The International Court of Justice was to rule on Friday that Israel’s controversial West Bank security barrier is illegal and should be dismantled, according to leaked copies of its judgement published on the Internet.
The ICJ, the UN’s highest legal body, was to give its official ruling at 3:00 pm (1300 GMT), but leaked copies of the document were already circulating on the Internet, quoting the court as saying the wall was “contrary to international law”.
But the Hague-based court insisted that “the only authentic text is the official text issued by the court” when it is read out at a public hearing later Friday.

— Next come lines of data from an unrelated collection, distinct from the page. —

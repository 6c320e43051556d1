//! Shared handler state

use crate::adapters::source::RecordSource;
use crate::config::ClassrollConfig;
use crate::core::export::Exporter;
use crate::core::report::{ReportBuilder, ReportSettings};
use chrono::{Local, NaiveDate, NaiveDateTime};
use std::sync::Arc;

/// Source of "now" for dashboards, filenames and default date ranges
#[derive(Debug, Clone, Copy, PartialEq, Eq)]
pub enum Clock {
    /// Local wall-clock time
    System,
    /// Fixed instant
    Fixed(NaiveDateTime),
}

impl Clock {
    pub fn now(&self) -> NaiveDateTime {
        match self {
            Clock::System => Local::now().naive_local(),
            Clock::Fixed(at) => *at,
        }
    }

    pub fn today(&self) -> NaiveDate {
        self.now().date()
    }
}

/// Everything a handler needs; cheap to clone per request
#[derive(Clone)]
pub struct AppState {
    pub builder: ReportBuilder,
    pub exporter: Exporter,
    pub clock: Clock,
}

impl AppState {
    pub fn new(builder: ReportBuilder, exporter: Exporter) -> Self {
        Self {
            builder,
            exporter,
            clock: Clock::System,
        }
    }

    /// State wired from configuration around an existing record source
    pub fn from_config(
        config: &ClassrollConfig,
        source: Arc<dyn RecordSource + Send + Sync>,
    ) -> Self {
        Self::new(
            ReportBuilder::new(source, ReportSettings::from(&config.reports)),
            Exporter::from_config(&config.export),
        )
    }

    pub fn with_clock(mut self, clock: Clock) -> Self {
        self.clock = clock;
        self
    }
}
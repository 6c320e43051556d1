//! Delimited-text rendering
//!
//! Header row of column labels, then one line per detail row. Lines end
//! with CRLF.

use crate::core::report::ReportDataset;

/// UTF-8 byte-order mark; spreadsheet apps need it to detect the charset
pub const UTF8_BOM: &[u8] = b"\xEF\xBB\xBF";

/// Quote a field when it holds the delimiter, a quote or a line break
///
/// ```
/// use classroll::core::export::delimited::escape_field;
///
/// assert_eq!(escape_field("plain", ','), "plain");
/// assert_eq!(escape_field("Reyes, Ana", ','), "\"Reyes, Ana\"");
/// assert_eq!(escape_field("say \"hi\"", ','), "\"say \"\"hi\"\"\"");
/// ```
pub fn escape_field(field: &str, delimiter: char) -> String {
    if field.contains(delimiter)
        || field.contains('"')
        || field.contains('\n')
        || field.contains('\r')
    {
        format!("\"{}\"", field.replace('"', "\"\""))
    } else {
        field.to_string()
    }
}

fn push_line<'a, I>(out: &mut String, fields: I, delimiter: char)
where
    I: IntoIterator<Item = &'a str>,
{
    let line: Vec<String> = fields
        .into_iter()
        .map(|f| escape_field(f, delimiter))
        .collect();
    out.push_str(&line.join(&delimiter.to_string()));
    out.push_str("\r\n");
}

/// Render `dataset` with `delimiter`, optionally prefixed by [`UTF8_BOM`]
pub fn render(dataset: &ReportDataset, delimiter: char, bom: bool) -> Vec<u8> {
    let mut text = String::new();
    push_line(&mut text, dataset.labels(), delimiter);
    for row in dataset.text_rows() {
        push_line(&mut text, row.iter().map(String::as_str), delimiter);
    }

    let mut bytes = Vec::with_capacity(text.len() + UTF8_BOM.len());
    if bom {
        bytes.extend_from_slice(UTF8_BOM);
    }
    bytes.extend_from_slice(text.as_bytes());
    bytes
}
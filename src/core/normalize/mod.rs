//! Join normalization
//!
//! [`left_join`] combines per-store result sets into flat join rows;
//! [`normalize`] folds those rows into deduplicated [`NormalizedStudentView`]s.

pub mod join;
pub mod normalizer;
pub mod view;

pub use join::left_join;
pub use normalizer::{normalize, NormalizeReport, Normalizer};
pub use view::{ClassEntry, ClassMap, NormalizedStudentView};
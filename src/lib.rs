// Classroll - Teacher Portal Reporting Service
// Copyright (c) 2025 Classroll Contributors
// Licensed under the MIT License

//! # Classroll - Teacher Portal Reporting
//!
//! Classroll aggregates attendance, grades and assignment submissions for a
//! teacher's classes across three record stores and delivers them as a
//! dashboard, JSON reports and downloadable files.
//!
//! ## Overview
//!
//! This library provides the core functionality for:
//! - **Querying** the registrar, teacher and login stores through one
//!   [`adapters::source::RecordSource`] contract
//! - **Joining** per-store rows in process and folding them into one view
//!   per student
//! - **Aggregating** day counts, attendance rates, trends, completion rates
//!   and distribution bands
//! - **Exporting** report datasets as delimited text, spreadsheet text or
//!   documents, with a deterministic fallback to delimited text
//!
//! ## Architecture
//!
//! Classroll follows a layered architecture:
//!
//! - [`cli`] - Command-line interface and argument parsing
//! - [`server`] - HTTP surfaces (dashboard, reports, export downloads)
//! - [`core`] - Business logic (normalize, aggregate, report, export)
//! - [`adapters`] - Record stores and the document renderer
//! - [`domain`] - Core domain types and errors
//! - [`config`] - Configuration management
//! - [`logging`] - Structured logging
//!
//! ## Quick Start
//!
//! ```rust,no_run
//! use classroll::adapters::source::create_record_source;
//! use classroll::config::load_config;
//! use classroll::server::{self, AppState};
//! use tokio::sync::watch;
//!
//! #[tokio::main]
//! async fn main() -> Result<(), Box<dyn std::error::Error>> {
//!     let config = load_config("classroll.toml")?;
//!     let source = create_record_source(&config.stores).await?;
//!     let state = AppState::from_config(&config, source);
//!
//!     let (_shutdown_tx, shutdown_rx) = watch::channel(false);
//!     server::serve(&config.server, state, shutdown_rx).await?;
//!     Ok(())
//! }
//! ```
//!
//! ## Normalizing Join Rows
//!
//! Flat join rows, one per (student, class), fold into one view per student
//! in first-seen order:
//!
//! ```rust
//! use classroll::adapters::source::Row;
//! use classroll::core::normalize::normalize;
//!
//! let rows = vec![
//!     Row::new().with("student_id", "S1").with("first_name", "Ana").with("class_id", "A"),
//!     Row::new().with("student_id", "S1").with("first_name", "Ana").with("class_id", "B"),
//! ];
//! let report = normalize(&rows);
//! assert_eq!(report.views.len(), 1);
//! assert_eq!(report.views[0].classes.len(), 2);
//! ```
//!
//! ## Error Handling
//!
//! Classroll uses [`domain::ClassrollError`] for all library errors. Only
//! store failures reach a caller; malformed rows are counted and skipped,
//! and renderer failures fall back to delimited text.
//!
//! ```rust,no_run
//! use classroll::domain::ClassrollError;
//!
//! fn example() -> Result<(), ClassrollError> {
//!     let _config = classroll::config::load_config("classroll.toml")?;
//!     Ok(())
//! }
//! ```
//!
//! ## Logging
//!
//! Classroll uses structured logging with the `tracing` crate; every HTTP
//! request runs in a span carrying its `request_id`.

pub mod adapters;
pub mod cli;
pub mod config;
pub mod core;
pub mod domain;
pub mod logging;
pub mod server;
//! PostgreSQL record stores
//!
//! Production implementation of the record source: one connection pool per
//! logical store, read-only queries under a statement timeout.

pub mod adapter;
pub mod client;
pub mod models;

pub use adapter::PostgresSource;
pub use client::PostgreSQLClient;
//! Report Exporter
//!
//! Per request: `Requested → FormatSelected → Rendered | Fallback → Delivered`.
//! Rendering is a two-step pipeline: [`Exporter::try_render`] returns the
//! requested encoding or a [`RenderFailure`], and [`Exporter::on_failure`]
//! turns a failure into delimited text. An empty dataset never reaches a
//! renderer.

use super::checksum::sha256_hex;
use super::filename::export_filename;
use super::format::ReportFormat;
use super::{delimited, document};
use crate::adapters::document::{DocumentRenderer, PdfRenderer};
use crate::config::ExportConfig;
use crate::core::report::{ReportDataset, ReportOutcome, NO_DATA_MESSAGE};
use crate::domain::RenderFailure;
use std::fmt;
use std::panic::{catch_unwind, AssertUnwindSafe};
use std::sync::Arc;
use std::time::Instant;

/// Exporter state, logged on every transition
#[derive(Debug, Clone, Copy, PartialEq, Eq)]
pub enum ExportState {
    Requested,
    FormatSelected,
    Rendered,
    Fallback,
    Delivered,
}

impl fmt::Display for ExportState {
    fn fmt(&self, f: &mut fmt::Formatter<'_>) -> fmt::Result {
        let name = match self {
            ExportState::Requested => "requested",
            ExportState::FormatSelected => "format_selected",
            ExportState::Rendered => "rendered",
            ExportState::Fallback => "fallback",
            ExportState::Delivered => "delivered",
        };
        f.write_str(name)
    }
}

/// A downloadable export
#[derive(Debug, Clone, PartialEq, Eq)]
pub struct ExportedFile {
    pub bytes: Vec<u8>,
    pub content_type: &'static str,
    pub filename: String,
    pub requested: ReportFormat,
    pub delivered: ReportFormat,
    pub fell_back: bool,
    /// Hex SHA-256 of `bytes`
    pub sha256: String,
}

/// What the caller gets back from an export
#[derive(Debug, Clone, PartialEq, Eq)]
pub enum ExportOutcome {
    File(ExportedFile),
    /// Nothing matched the filters; no renderer was run
    NoData { message: String },
}

impl ExportOutcome {
    fn no_data() -> Self {
        ExportOutcome::NoData {
            message: NO_DATA_MESSAGE.to_string(),
        }
    }
}

/// Exporter settings
#[derive(Debug, Clone, PartialEq, Eq)]
pub struct ExportOptions {
    /// Prefix delimited text with a UTF-8 byte-order mark
    pub delimited_bom: bool,
    pub school_name: String,
    /// Format used when the request names none
    pub default_format: String,
}

impl Default for ExportOptions {
    fn default() -> Self {
        Self {
            delimited_bom: true,
            school_name: "Teacher Portal".to_string(),
            default_format: "delimited".to_string(),
        }
    }
}

impl From<&ExportConfig> for ExportOptions {
    fn from(config: &ExportConfig) -> Self {
        Self {
            delimited_bom: config.delimited_bom,
            school_name: config.school_name.clone(),
            default_format: config.default_format.clone(),
        }
    }
}

/// Serializes report datasets into downloadable files
#[derive(Clone)]
pub struct Exporter {
    renderer: Arc<dyn DocumentRenderer>,
    options: ExportOptions,
}

impl Exporter {
    pub fn new(renderer: Arc<dyn DocumentRenderer>, options: ExportOptions) -> Self {
        Self { renderer, options }
    }

    /// Exporter with the built-in PDF renderer
    pub fn from_config(config: &ExportConfig) -> Self {
        Self::new(
            Arc::new(PdfRenderer::new(config.document_rows_per_page)),
            ExportOptions::from(config),
        )
    }

    pub fn options(&self) -> &ExportOptions {
        &self.options
    }

    /// Export a built report; a `NoData` report passes straight through
    pub fn export_outcome(&self, outcome: &ReportOutcome, format_token: &str) -> ExportOutcome {
        match outcome {
            ReportOutcome::Ready(dataset) => self.export(dataset, format_token),
            ReportOutcome::NoData { message } => ExportOutcome::NoData {
                message: message.clone(),
            },
        }
    }

    /// Export `dataset` in the format named by `format_token`
    ///
    /// Never fails: unknown tokens select delimited text, renderer failures
    /// fall back to delimited text, and an empty dataset yields
    /// [`ExportOutcome::NoData`] before any rendering happens.
    pub fn export(&self, dataset: &ReportDataset, format_token: &str) -> ExportOutcome {
        let started = Instant::now();
        tracing::debug!(
            state = %ExportState::Requested,
            report = %dataset.kind,
            token = format_token,
            rows = dataset.rows.len(),
            "Export requested"
        );

        if dataset.is_empty() {
            tracing::info!(report = %dataset.kind, "Nothing to export for the selected criteria");
            return ExportOutcome::no_data();
        }

        let token = if format_token.trim().is_empty() {
            self.options.default_format.as_str()
        } else {
            format_token
        };
        let (requested, recognised) = ReportFormat::select(token);
        if !recognised {
            tracing::debug!(token, "Unrecognised export format, using delimited text");
        }
        tracing::debug!(
            state = %ExportState::FormatSelected,
            format = %requested,
            "Format selected"
        );

        let (bytes, delivered) = match self.try_render(requested, dataset) {
            Ok(bytes) => {
                tracing::debug!(
                    state = %ExportState::Rendered,
                    format = %requested,
                    bytes = bytes.len(),
                    "Rendered"
                );
                (bytes, requested)
            }
            Err(failure) => (self.on_failure(failure, dataset), ReportFormat::Delimited),
        };

        let file = ExportedFile {
            sha256: sha256_hex(&bytes),
            filename: export_filename(dataset, delivered),
            content_type: delivered.content_type(),
            fell_back: delivered != requested,
            requested,
            delivered,
            bytes,
        };

        tracing::debug!(
            state = %ExportState::Delivered,
            format = %delivered,
            sha256 = %file.sha256,
            "Delivered"
        );
        crate::log_export_delivered!(
            file.filename,
            file.bytes.len(),
            file.fell_back,
            started.elapsed()
        );
        ExportOutcome::File(file)
    }

    /// Render `dataset` in exactly `format`
    ///
    /// # Errors
    ///
    /// Only the document renderer can fail; an empty or panicking render is
    /// reported as a [`RenderFailure`] as well.
    pub fn try_render(
        &self,
        format: ReportFormat,
        dataset: &ReportDataset,
    ) -> Result<Vec<u8>, RenderFailure> {
        match format {
            ReportFormat::Delimited => Ok(self.render_delimited(dataset)),
            ReportFormat::Spreadsheet => Ok(delimited::render(dataset, '\t', true)),
            ReportFormat::Document => {
                let description = document::describe(dataset, &self.options.school_name);
                let renderer = self.renderer.as_ref();
                let bytes = catch_unwind(AssertUnwindSafe(|| renderer.render(&description)))
                    .map_err(|_| {
                        RenderFailure::Unavailable(format!(
                            "{} renderer panicked",
                            renderer.name()
                        ))
                    })??;
                if bytes.is_empty() {
                    return Err(RenderFailure::Empty);
                }
                Ok(bytes)
            }
        }
    }

    /// Recover from a render failure with delimited text
    pub fn on_failure(&self, failure: RenderFailure, dataset: &ReportDataset) -> Vec<u8> {
        tracing::warn!(
            state = %ExportState::Fallback,
            report = %dataset.kind,
            renderer = self.renderer.name(),
            error = %failure,
            "Document rendering failed, falling back to delimited text"
        );
        self.render_delimited(dataset)
    }

    fn render_delimited(&self, dataset: &ReportDataset) -> Vec<u8> {
        delimited::render(dataset, ',', self.options.delimited_bom)
    }
}
//! Router and per-request middleware

use super::error::MessageResponse;
use super::handlers;
use super::state::AppState;
use axum::{
    extract::{Request, State},
    http::{HeaderValue, StatusCode},
    middleware::{self, Next},
    response::{IntoResponse, Json, Response},
    routing::get,
    Router,
};
use std::time::{Duration, Instant};
use tracing::Instrument;
use uuid::Uuid;

/// Response header echoing the request id used in the logs
pub const REQUEST_ID_HEADER: &str = "x-request-id";

/// Build the application router
///
/// Each request runs inside a `request` span carrying a fresh UUID v4
/// `request_id` and is abandoned after `timeout`; an abandoned export is
/// never partially delivered.
pub fn router(state: AppState, timeout: Duration) -> Router {
    Router::new()
        .route("/health", get(handlers::health_check))
        .route("/api/dashboard", get(handlers::get_dashboard))
        .route("/api/reports/:kind", get(handlers::get_report))
        .route("/export/:kind", get(handlers::export_report))
        .layer(middleware::from_fn_with_state(timeout, request_context))
        .with_state(state)
}

async fn request_context(
    State(timeout): State<Duration>,
    request: Request,
    next: Next,
) -> Response {
    let request_id = Uuid::new_v4().to_string();
    let span = tracing::info_span!(
        "request",
        request_id = %request_id,
        method = %request.method(),
        path = %request.uri().path(),
        teacher_id = tracing::field::Empty,
    );

    async move {
        let started = Instant::now();
        let mut response = match tokio::time::timeout(timeout, next.run(request)).await {
            Ok(response) => response,
            Err(_) => {
                tracing::warn!(timeout_secs = timeout.as_secs(), "Request timed out");
                (
                    StatusCode::SERVICE_UNAVAILABLE,
                    Json(MessageResponse::failure(
                        "The request took too long. Please narrow the date range and try again.",
                    )),
                )
                    .into_response()
            }
        };

        tracing::info!(
            status = response.status().as_u16(),
            duration_ms = started.elapsed().as_millis() as u64,
            "Request completed"
        );
        if let Ok(value) = HeaderValue::from_str(&request_id) {
            response.headers_mut().insert(REQUEST_ID_HEADER, value);
        }
        response
    }
    .instrument(span)
    .await
}
//! Aggregation Engine bounds, bands, day counts and trends

use chrono::NaiveDate;
use classroll::adapters::source::Row;
use classroll::core::aggregate::{
    collect_trend, completion_rate, daily_counts, rate, AttendanceTally, BandDistribution,
    DailyCountScope, DayTally, RateBand, SubmissionTally,
};
use classroll::core::normalize::normalize;
use classroll::domain::{AttendanceStatus, SubmissionStatus};
use test_case::test_case;

fn day(d: u32) -> NaiveDate {
    NaiveDate::from_ymd_opt(2025, 3, d).unwrap()
}

#[test]
fn test_rates_stay_in_bounds() {
    for total in 0..40u64 {
        for matched in 0..=total + 5 {
            let r = rate(matched, total);
            assert!(r.is_finite());
            assert!((0.0..=100.0).contains(&r), "rate({matched}, {total}) = {r}");
        }
    }
    assert_eq!(rate(3, 0), 0.0);
}

#[test_case(1, 3 => 33.3 ; "one third")]
#[test_case(2, 3 => 66.7 ; "two thirds")]
#[test_case(7, 7 => 100.0 ; "all")]
#[test_case(0, 9 => 0.0 ; "none")]
fn test_rate_rounds_to_one_decimal(matched: u64, total: u64) -> f64 {
    rate(matched, total)
}

#[test_case(3, 1, 8 => 50 ; "half")]
#[test_case(0, 0, 0 => 0 ; "no students")]
#[test_case(9, 4, 10 => 100 ; "clamped")]
fn test_completion_rate(submitted: u64, late: u64, students: u64) -> u32 {
    completion_rate(submitted, late, students)
}

#[test]
fn test_missing_rate_is_lowest_band() {
    let distribution = BandDistribution::from_rates([Some(95.0), Some(85.0), None, Some(10.0)]);
    assert_eq!(distribution.total(), 4);
    assert_eq!(distribution.count(RateBand::NeedsImprovement), 2);
    assert_eq!(RateBand::classify(None), RateBand::NeedsImprovement);
}

#[test]
fn test_inclusive_attendance_rate() {
    let tally = AttendanceTally::from_statuses([
        AttendanceStatus::Present,
        AttendanceStatus::Late,
        AttendanceStatus::Absent,
        AttendanceStatus::Excused,
    ]);
    assert_eq!(tally.attended(), 2);
    assert_eq!(tally.attendance_rate(), 50.0);
    assert_eq!(AttendanceTally::default().attendance_rate(), 0.0);
}

#[test]
fn test_submission_tally() {
    let mut tally = SubmissionTally::default();
    tally.record(SubmissionStatus::Submitted);
    tally.record(SubmissionStatus::Late);
    tally.record(SubmissionStatus::Missing);
    assert_eq!(tally.completion_rate(4), 50);
    assert_eq!(tally.missing_of(4), 2);
}

fn dashboard_rows() -> Vec<Row> {
    [("S1", "present"), ("S2", "absent"), ("S3", "late"), ("S4", "present")]
        .into_iter()
        .map(|(student, status)| {
            Row::new()
                .with("student_id", student)
                .with("class_id", "C1")
                .with("attendance_status", status)
        })
        .collect()
}

#[test]
fn test_day_counts_today_only() {
    let views = normalize(&dashboard_rows()).views;

    let today = daily_counts(&views, day(10), day(10), DailyCountScope::TodayOnly);
    assert!(today.counted);
    assert_eq!((today.present, today.absent, today.late), (2, 1, 1));

    let history = daily_counts(&views, day(9), day(10), DailyCountScope::TodayOnly);
    assert!(!history.counted);
    assert_eq!(history.total(), 0);

    let any = daily_counts(&views, day(9), day(10), DailyCountScope::AnyDate);
    assert_eq!(any.total(), 4);
}

#[test]
fn test_empty_input_is_all_zero() {
    let counts = daily_counts(&[], day(10), day(10), DailyCountScope::TodayOnly);
    assert!(counts.counted);
    assert_eq!(counts.total(), 0);
}

#[tokio::test]
async fn test_trend_symmetry() {
    for parallel in [true, false] {
        let trend = collect_trend(day(10), 7, parallel, |date| async move {
            let n = u64::from(chrono::Datelike::day(&date));
            // Every third day has no records at all
            let tally = if n % 3 == 0 {
                DayTally::new(0, 0)
            } else {
                DayTally::new(n % 4, n % 4 + n % 5)
            };
            Ok(tally)
        })
        .await
        .unwrap();

        assert_eq!(trend.len(), 7);
        assert_eq!(trend.dates.first(), Some(&day(4)));
        assert_eq!(trend.dates.last(), Some(&day(10)));
        for i in 0..trend.len() {
            assert_eq!(trend.matched[i] + trend.complement[i], trend.totals[i]);
        }
        // 2025-03-06 and 2025-03-09 have no records
        assert_eq!((trend.matched[2], trend.complement[2]), (0, 0));
        assert_eq!((trend.matched[5], trend.complement[5]), (0, 0));
    }
}
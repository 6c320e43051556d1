//! Domain identifier types with validation
//!
//! Business keys arrive from three stores and from query strings, sometimes
//! as JSON numbers and sometimes as strings. Every identifier is compared by
//! its normalized string form so that `5` and `"5"` name the same student.

use serde::{Deserialize, Serialize};
use serde_json::Value;
use std::fmt;
use std::str::FromStr;

/// Normalize a raw key value to its canonical string form
///
/// - strings are trimmed
/// - integral numbers print without a fractional part (`5.0` → `"5"`)
/// - `null`, empty strings, booleans, arrays and objects yield `None`
///
/// # Examples
///
/// ```
/// use classroll::domain::ids::normalize_key;
/// use serde_json::json;
///
/// assert_eq!(normalize_key(&json!(5)), Some("5".to_string()));
/// assert_eq!(normalize_key(&json!(" 5 ")), Some("5".to_string()));
/// assert_eq!(normalize_key(&json!(null)), None);
/// ```
pub fn normalize_key(value: &Value) -> Option<String> {
    match value {
        Value::String(s) => {
            let trimmed = s.trim();
            if trimmed.is_empty() {
                None
            } else {
                Some(trimmed.to_string())
            }
        }
        Value::Number(n) => {
            if let Some(i) = n.as_i64() {
                Some(i.to_string())
            } else if let Some(u) = n.as_u64() {
                Some(u.to_string())
            } else {
                let f = n.as_f64()?;
                // Integral floats beyond i64 keep their own digits
                if f.fract() == 0.0 && f >= i64::MIN as f64 && f < i64::MAX as f64 {
                    Some(format!("{}", f as i64))
                } else {
                    Some(f.to_string())
                }
            }
        }
        _ => None,
    }
}

macro_rules! business_key {
    ($(#[$meta:meta])* $name:ident, $label:literal) => {
        $(#[$meta])*
        #[derive(Debug, Clone, PartialEq, Eq, Hash, PartialOrd, Ord, Serialize, Deserialize)]
        #[serde(transparent)]
        pub struct $name(String);

        impl $name {
            #[doc = concat!("Creates a new ", $label, " from a string")]
            ///
            /// Surrounding whitespace is removed; an empty key is rejected.
            pub fn new(id: impl Into<String>) -> Result<Self, String> {
                let id = id.into();
                let trimmed = id.trim();
                if trimmed.is_empty() {
                    return Err(format!("{} cannot be empty", $label));
                }
                Ok(Self(trimmed.to_string()))
            }

            #[doc = concat!("Builds a ", $label, " from a raw row value, if it carries a usable key")]
            pub fn from_value(value: &Value) -> Option<Self> {
                normalize_key(value).map(Self)
            }

            /// Returns the key as a string slice
            pub fn as_str(&self) -> &str {
                &self.0
            }

            /// Consumes self and returns the inner String
            pub fn into_inner(self) -> String {
                self.0
            }
        }

        impl fmt::Display for $name {
            fn fmt(&self, f: &mut fmt::Formatter<'_>) -> fmt::Result {
                write!(f, "{}", self.0)
            }
        }

        impl FromStr for $name {
            type Err = String;

            fn from_str(s: &str) -> Result<Self, Self::Err> {
                Self::new(s)
            }
        }

        impl AsRef<str> for $name {
            fn as_ref(&self) -> &str {
                &self.0
            }
        }
    };
}

business_key!(
    /// Registrar business key for a student
    ///
    /// Distinct from any internal numeric row id the registrar store uses.
    StudentId,
    "Student ID"
);

business_key!(
    /// Teacher-store key for a class section
    ClassId,
    "Class ID"
);

business_key!(
    /// Login-store key for a teacher account
    TeacherId,
    "Teacher ID"
);
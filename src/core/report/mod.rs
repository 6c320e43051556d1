//! Report datasets and the attendance dashboard
//!
//! Queries the three stores, joins and normalizes the rows, and aggregates
//! them into request-scoped [`ReportDataset`]s and [`Dashboard`]s.
//!
//! # Example
//!
//! ```rust,no_run
//! use classroll::adapters::source::MemorySource;
//! use classroll::core::report::{ReportBuilder, ReportFilters, ReportKind, ReportSettings};
//! use classroll::domain::TeacherId;
//! use chrono::NaiveDate;
//! use std::sync::Arc;
//!
//! # async fn example() -> classroll::domain::Result<()> {
//! let builder = ReportBuilder::new(Arc::new(MemorySource::new()), ReportSettings::default());
//! let start = NaiveDate::from_ymd_opt(2025, 1, 6).unwrap();
//! let end = NaiveDate::from_ymd_opt(2025, 1, 10).unwrap();
//! let filters = ReportFilters::new(TeacherId::new("T1").unwrap(), None, start, end)?;
//! let outcome = builder
//!     .report(ReportKind::Attendance, filters, end.and_hms_opt(9, 0, 0).unwrap())
//!     .await?;
//! # Ok(())
//! # }
//! ```

pub mod access;
pub mod builder;
pub mod dashboard;
pub mod dataset;
pub mod queries;
pub mod records;

pub use access::verify_teacher;
pub use builder::{ReportBuilder, ReportSettings, StudentViews};
pub use dashboard::Dashboard;
pub use dataset::{
    cell_text, AssignmentSummary, AttendanceLogSummary, AttendanceSummary, ClassAverage, Column,
    PerformanceSummary, ReportDataset, ReportFilters, ReportKind, ReportOutcome, ReportSummary,
    NO_DATA_MESSAGE,
};
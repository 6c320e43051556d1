//! Domain models and types for classroll.
//!
//! # Overview
//!
//! The domain layer provides:
//! - **Strongly-typed business keys** ([`StudentId`], [`ClassId`], [`TeacherId`])
//!   compared by normalized string value
//! - **Durable records** ([`StudentRecord`], [`ClassRecord`], [`AttendanceMark`],
//!   [`GradeEntry`], [`SubmissionRecord`])
//! - **Status values** ([`AttendanceStatus`], [`SubmissionStatus`])
//! - **Error types** ([`ClassrollError`], [`RenderFailure`]) and the [`Result`] alias
//!
//! # Error Handling
//!
//! ```rust
//! use classroll::domain::{ClassrollError, Result, Store};
//!
//! fn fetch() -> Result<()> {
//!     Err(ClassrollError::source_unavailable(Store::Registrar, "timeout"))
//! }
//! assert!(fetch().is_err());
//! ```

pub mod errors;
pub mod ids;
pub mod records;
pub mod result;
pub mod status;

// Re-export commonly used types for convenience
pub use errors::{ClassrollError, RenderFailure, Store};
pub use ids::{normalize_key, ClassId, StudentId, TeacherId};
pub use records::{
    format_class_label, format_display_name, AttendanceMark, ClassRecord, EnrollmentEdge,
    GradeEntry, StudentRecord, SubmissionRecord,
};
pub use result::Result;
pub use status::{AttendanceStatus, SubmissionStatus};
//! Document-rendering collaborator contract

use crate::domain::RenderFailure;
use serde::Serialize;

/// Structured description of a paginated report document
#[derive(Debug, Clone, Default, PartialEq, Serialize)]
pub struct Document {
    pub title: String,
    /// Period, scope and summary lines printed under the title
    pub metadata: Vec<String>,
    /// Column labels of the detail table
    pub columns: Vec<String>,
    /// Detail table, one entry per row, already formatted as text
    pub rows: Vec<Vec<String>>,
    /// Text printed on every page next to the page number
    pub footer: Option<String>,
}

/// Turns a [`Document`] into bytes
///
/// Any failure is reported as a [`RenderFailure`]; callers are expected to
/// recover from it rather than propagate it.
pub trait DocumentRenderer: Send + Sync {
    /// Render the document
    ///
    /// # Errors
    ///
    /// Returns a [`RenderFailure`] if the document cannot be produced.
    fn render(&self, document: &Document) -> Result<Vec<u8>, RenderFailure>;

    /// Short renderer name for logs
    fn name(&self) -> &'static str;
}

According to a 59-page document published on a Palestinian website, www.electronicintifada.net on Friday, the court will rule by fifteen to one that “the construction of the wall being built by Israel, the occupying power, in the occupied Palestinian territory, including in and around East Jerusalem, and its associated regime, are contrary to international law.”
Israel’s Haaretz newspaper also reported Friday that the ICJ would rule the barrier is illegal based on documents obtained by the liberal daily. The wording of the documents in Haaretz and on the website is identical.
“Israel is under an obligation to terminate its breaches of international law,” the document says, according to the versions circulating on the Internet.
“It is under an obligation to cease forthwith the works of construction of the wall being built in the Occupied Palestinian Territory, including in and around East Jerusalem, (and) to dismantle forthwith the structure therein situated.”
The Palestinians have expressed confidence that the court would rule in their favour, while Israel, which has clearly stated its intention to continue building the barrier regardless of Friday’s ruling, has been busy organising damage limitation.
Israeli government spokesman Avi Pazner said Israel was ready to discuss the future of its separation barrier in the West Bank after it pulls out of the Gaza Strip, suggesting this could involve dismantling or moving the wall.
“If we reach an agreement in the negotiations with the Palestinians, this barrier could be moved, could be dismantled, but it is not up to the court in the Hague, which has no jurisdiction to decide on political and security questions,” Pazner added.
The ICJ, also known as the World Court, was asked by the UN Security Council to assess “the legal consequences” of the barrier which Israel calls an anti-terrorist fence while the Palestinians denounce it as an “Apartheid wall”.
Originally planned to extend almost 700 kilometers (over 400 miles), the barrier is actually a network of electric fencing, barbed wire and concrete walls that juts deep into the West Bank to snakes around a number of Jewish settlements on Palestinian territory.
The Jewish state says the barrier is vital to prevent attacks on its soil but Palestinians claim its real purpose is a land grab pre-empting a definitive demarcation of the border of their promised state.
Although the court’s decision is non-binding and will almost certainly change nothing on the ground it could have important consequences in terms of public relations and thus also have a political impact.
Israel is already working to control any damage that the advisory opinion could create.
Foreign Minister Silvan Shalom has been in Washington this week in a bid to secure help to prevent a negative outcome snowballing into a censure motion at the UN Security Council.
The Palestinians have made it clear that they would go back to the UN if the ICJ advises that the barrier is illegal.
If the Security Council was to vote on a resolution on the ICJ’s finding, the United States is largely expected to veto it as Israel has requested.
In The Hague Israeli government spokesman David Saranga warned the international community that it should not allow the ICJ decision become “a tool to attack Israel”.